[Your task]: Go through the records below line by line and report how many lines include "every", giving the number only.
- Opening Delimiter -
use std::sync::atomic::{AtomicU64, Ordering};
use std::sync::Mutex;
use tokio::sync::mpsc;

use super::message::PageMessage;

pub type ClientId = u64;

#[derive(Debug)]
struct Client {
    id: ClientId,
    url: String,
    controlled: bool,
    focused: bool,
    tx: mpsc::UnboundedSender<PageMessage>,
}

/// Open page instances the worker can reach.
#[derive(Debug, Default)]
pub struct Clients {
    next_id: AtomicU64,
    clients: Mutex<Vec<Client>>,
    /// URLs opened by notification clicks.
    opened: Mutex<Vec<String>>,
}

impl Clients {
    pub fn new() -> Self {
        Self::default()
    }

    pub fn register(&self, url: &str) -> (ClientId, mpsc::UnboundedReceiver<PageMessage>) {
        let (tx, rx) = mpsc::unbounded_channel();
        let id = self.next_id.fetch_add(1, Ordering::SeqCst);
        if let Ok(mut clients) = self.clients.lock() {
            clients.push(Client {
                id,
                url: url.to_string(),
                controlled: false,
                focused: false,
                tx,
            });
        }
        (id, rx)
    }

    /// Take control of every open page; returns how many were claimed.
    pub fn claim(&self) -> usize {
        let Ok(mut clients) = self.clients.lock() else {
            return 0;
        };
        for c in clients.iter_mut() {
            c.controlled = true;
        }
        clients.len()
    }

    pub fn is_controlled(&self, id: ClientId) -> bool {
        self.clients
            .lock()
            .map(|c| c.iter().any(|c| c.id == id && c.controlled))
            .unwrap_or(false)
    }

    /// Sends to every open page, dropping the ones whose receiver is gone.
    /// Returns the number of pages reached.
    pub fn broadcast(&self, msg: &PageMessage) -> usize {
        let Ok(mut clients) = self.clients.lock() else {
            return 0;
        };
        clients.retain(|c| c.tx.send(msg.clone()).is_ok());
        clients.len()
    }

    /// Focuses the first page at `url`, if any.
    pub fn focus(&self, url: &str) -> Option<ClientId> {
        let mut clients = self.clients.lock().ok()?;
        let target = clients.iter_mut().find(|c| c.url == url)?;
        target.focused = true;
        Some(target.id)
    }

    pub fn is_focused(&self, id: ClientId) -> bool {
        self.clients
            .lock()
            .map(|c| c.iter().any(|c| c.id == id && c.focused))
            .unwrap_or(false)
    }

    pub fn open_window(&self, url: &str) {
        if let Ok(mut opened) = self.opened.lock() {
            opened.push(url.to_string());
        }
    }

    pub fn opened_windows(&self) -> Vec<String> {
        self.opened.lock().map(|o| o.clone()).unwrap_or_default()
    }

    pub fn len(&self) -> usize {
        self.clients.lock().map(|c| c.len()).unwrap_or(0)
    }

    pub fn is_empty(&self) -> bool {
        self.len() == 0
    }
}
- Closing Delimiter -
[Your solution]: 2